Problem statement
Please retype only the lines below that run from the one containing "Counts and outcome" through the last line, both included, without altering a word.

Entries shown
● ● ●

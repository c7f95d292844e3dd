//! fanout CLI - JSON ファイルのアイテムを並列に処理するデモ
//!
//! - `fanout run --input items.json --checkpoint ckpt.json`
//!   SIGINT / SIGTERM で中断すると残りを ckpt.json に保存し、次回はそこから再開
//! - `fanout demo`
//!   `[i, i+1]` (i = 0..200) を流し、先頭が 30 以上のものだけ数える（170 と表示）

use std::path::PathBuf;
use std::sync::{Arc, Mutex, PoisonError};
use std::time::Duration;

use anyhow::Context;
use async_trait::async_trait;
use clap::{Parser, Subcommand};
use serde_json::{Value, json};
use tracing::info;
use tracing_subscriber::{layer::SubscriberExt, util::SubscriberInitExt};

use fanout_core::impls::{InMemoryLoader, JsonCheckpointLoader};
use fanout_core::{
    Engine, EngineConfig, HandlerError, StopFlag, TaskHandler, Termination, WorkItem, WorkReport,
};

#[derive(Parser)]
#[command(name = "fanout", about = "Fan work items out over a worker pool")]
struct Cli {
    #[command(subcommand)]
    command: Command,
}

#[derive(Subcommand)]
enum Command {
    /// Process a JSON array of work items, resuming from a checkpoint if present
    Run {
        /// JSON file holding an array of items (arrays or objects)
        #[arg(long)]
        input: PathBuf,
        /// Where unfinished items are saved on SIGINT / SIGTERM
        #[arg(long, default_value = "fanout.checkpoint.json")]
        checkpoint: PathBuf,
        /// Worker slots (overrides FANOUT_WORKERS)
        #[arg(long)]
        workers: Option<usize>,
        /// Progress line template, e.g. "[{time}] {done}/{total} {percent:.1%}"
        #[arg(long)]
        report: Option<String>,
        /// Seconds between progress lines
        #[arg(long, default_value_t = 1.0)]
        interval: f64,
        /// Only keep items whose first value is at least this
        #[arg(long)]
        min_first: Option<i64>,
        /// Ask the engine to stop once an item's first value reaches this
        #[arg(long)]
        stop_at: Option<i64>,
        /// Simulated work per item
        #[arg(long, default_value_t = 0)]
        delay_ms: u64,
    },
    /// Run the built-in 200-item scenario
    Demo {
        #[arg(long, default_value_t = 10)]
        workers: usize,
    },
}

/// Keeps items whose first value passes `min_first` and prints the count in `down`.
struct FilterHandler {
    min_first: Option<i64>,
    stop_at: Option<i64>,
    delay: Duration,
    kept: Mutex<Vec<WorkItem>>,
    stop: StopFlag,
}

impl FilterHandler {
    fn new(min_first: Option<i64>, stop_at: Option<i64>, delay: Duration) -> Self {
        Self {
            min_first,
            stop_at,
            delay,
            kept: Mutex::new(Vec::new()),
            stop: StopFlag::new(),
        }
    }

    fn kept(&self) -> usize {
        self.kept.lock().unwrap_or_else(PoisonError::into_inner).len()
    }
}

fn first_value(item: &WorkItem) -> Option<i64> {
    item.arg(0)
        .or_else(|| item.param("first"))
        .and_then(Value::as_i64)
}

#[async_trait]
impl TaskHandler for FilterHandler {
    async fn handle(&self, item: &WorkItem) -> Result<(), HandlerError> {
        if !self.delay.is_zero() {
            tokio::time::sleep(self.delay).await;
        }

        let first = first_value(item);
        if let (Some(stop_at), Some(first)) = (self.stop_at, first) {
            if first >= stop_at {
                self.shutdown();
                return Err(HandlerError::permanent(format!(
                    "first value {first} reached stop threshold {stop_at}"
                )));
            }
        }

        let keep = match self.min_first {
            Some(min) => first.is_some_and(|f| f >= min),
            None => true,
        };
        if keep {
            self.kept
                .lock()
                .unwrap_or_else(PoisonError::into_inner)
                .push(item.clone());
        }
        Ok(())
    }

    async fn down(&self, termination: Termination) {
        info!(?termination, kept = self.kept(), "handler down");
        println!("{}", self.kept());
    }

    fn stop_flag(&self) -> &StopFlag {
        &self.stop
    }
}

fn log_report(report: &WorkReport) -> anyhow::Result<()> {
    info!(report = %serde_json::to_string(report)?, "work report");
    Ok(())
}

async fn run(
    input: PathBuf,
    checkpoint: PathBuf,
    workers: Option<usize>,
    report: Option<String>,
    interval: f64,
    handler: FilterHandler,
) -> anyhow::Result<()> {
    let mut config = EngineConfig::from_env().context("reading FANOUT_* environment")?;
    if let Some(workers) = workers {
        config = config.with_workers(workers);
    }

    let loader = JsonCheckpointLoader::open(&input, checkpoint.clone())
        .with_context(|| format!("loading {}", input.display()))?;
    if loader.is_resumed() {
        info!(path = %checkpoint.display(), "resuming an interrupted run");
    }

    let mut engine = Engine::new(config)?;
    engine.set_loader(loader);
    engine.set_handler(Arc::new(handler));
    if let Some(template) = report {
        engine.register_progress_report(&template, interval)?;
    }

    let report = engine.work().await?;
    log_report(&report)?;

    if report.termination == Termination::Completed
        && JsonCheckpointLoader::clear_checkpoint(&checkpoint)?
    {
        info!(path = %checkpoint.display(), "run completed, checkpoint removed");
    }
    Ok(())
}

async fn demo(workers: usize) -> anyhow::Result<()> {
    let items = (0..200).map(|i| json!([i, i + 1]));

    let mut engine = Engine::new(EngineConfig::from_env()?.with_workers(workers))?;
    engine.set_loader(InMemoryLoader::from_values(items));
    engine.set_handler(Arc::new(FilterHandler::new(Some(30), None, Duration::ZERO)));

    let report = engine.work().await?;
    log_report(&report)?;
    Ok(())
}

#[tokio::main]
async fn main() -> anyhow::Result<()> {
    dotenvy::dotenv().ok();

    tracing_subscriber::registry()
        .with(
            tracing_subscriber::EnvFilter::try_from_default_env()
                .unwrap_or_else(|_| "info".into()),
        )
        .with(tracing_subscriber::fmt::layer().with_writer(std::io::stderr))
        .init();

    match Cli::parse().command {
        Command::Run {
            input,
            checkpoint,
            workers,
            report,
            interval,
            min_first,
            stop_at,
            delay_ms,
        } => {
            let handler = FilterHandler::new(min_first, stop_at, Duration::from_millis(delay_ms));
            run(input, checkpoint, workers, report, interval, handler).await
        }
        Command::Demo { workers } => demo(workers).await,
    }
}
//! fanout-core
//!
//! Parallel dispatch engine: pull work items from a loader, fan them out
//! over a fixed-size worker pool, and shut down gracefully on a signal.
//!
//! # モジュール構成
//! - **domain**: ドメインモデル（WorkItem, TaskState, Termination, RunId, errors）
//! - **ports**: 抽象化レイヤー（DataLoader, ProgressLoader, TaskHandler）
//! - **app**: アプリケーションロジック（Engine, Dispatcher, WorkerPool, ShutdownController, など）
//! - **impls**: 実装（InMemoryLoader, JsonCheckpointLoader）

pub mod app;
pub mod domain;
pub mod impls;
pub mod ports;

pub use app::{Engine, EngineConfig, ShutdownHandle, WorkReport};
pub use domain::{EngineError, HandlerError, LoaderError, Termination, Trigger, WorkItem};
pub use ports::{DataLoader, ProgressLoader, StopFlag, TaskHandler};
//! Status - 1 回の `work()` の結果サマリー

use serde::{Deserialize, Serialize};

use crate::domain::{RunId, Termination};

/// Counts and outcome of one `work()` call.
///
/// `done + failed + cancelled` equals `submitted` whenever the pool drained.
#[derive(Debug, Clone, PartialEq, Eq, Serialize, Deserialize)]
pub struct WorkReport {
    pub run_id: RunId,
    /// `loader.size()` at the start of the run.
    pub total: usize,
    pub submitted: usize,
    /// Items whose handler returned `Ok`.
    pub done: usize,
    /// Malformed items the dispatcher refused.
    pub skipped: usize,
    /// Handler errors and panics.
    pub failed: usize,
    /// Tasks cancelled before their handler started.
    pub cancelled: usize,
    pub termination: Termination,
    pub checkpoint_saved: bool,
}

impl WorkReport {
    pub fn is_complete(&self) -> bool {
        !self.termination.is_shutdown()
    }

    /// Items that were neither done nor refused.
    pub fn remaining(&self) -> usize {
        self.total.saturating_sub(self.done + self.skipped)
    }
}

● ● ●

Result
/// Counts and outcome of one `work()` call.
///
/// `done + failed + cancelled` equals `submitted` whenever the pool drained.
#[derive(Debug, Clone, PartialEq, Eq, Serialize, Deserialize)]
pub struct WorkReport {
    pub run_id: RunId,
    /// `loader.size()` at the start of the run.
    pub total: usize,
    pub submitted: usize,
    /// Items whose handler returned `Ok`.
    pub done: usize,
    /// Malformed items the dispatcher refused.
    pub skipped: usize,
    /// Handler errors and panics.
    pub failed: usize,
    /// Tasks cancelled before their handler started.
    pub cancelled: usize,
    pub termination: Termination,
    pub checkpoint_saved: bool,
}

impl WorkReport {
    pub fn is_complete(&self) -> bool {
        !self.termination.is_shutdown()
    }

    /// Items that were neither done nor refused.
    pub fn remaining(&self) -> usize {
        self.total.saturating_sub(self.done + self.skipped)
    }
}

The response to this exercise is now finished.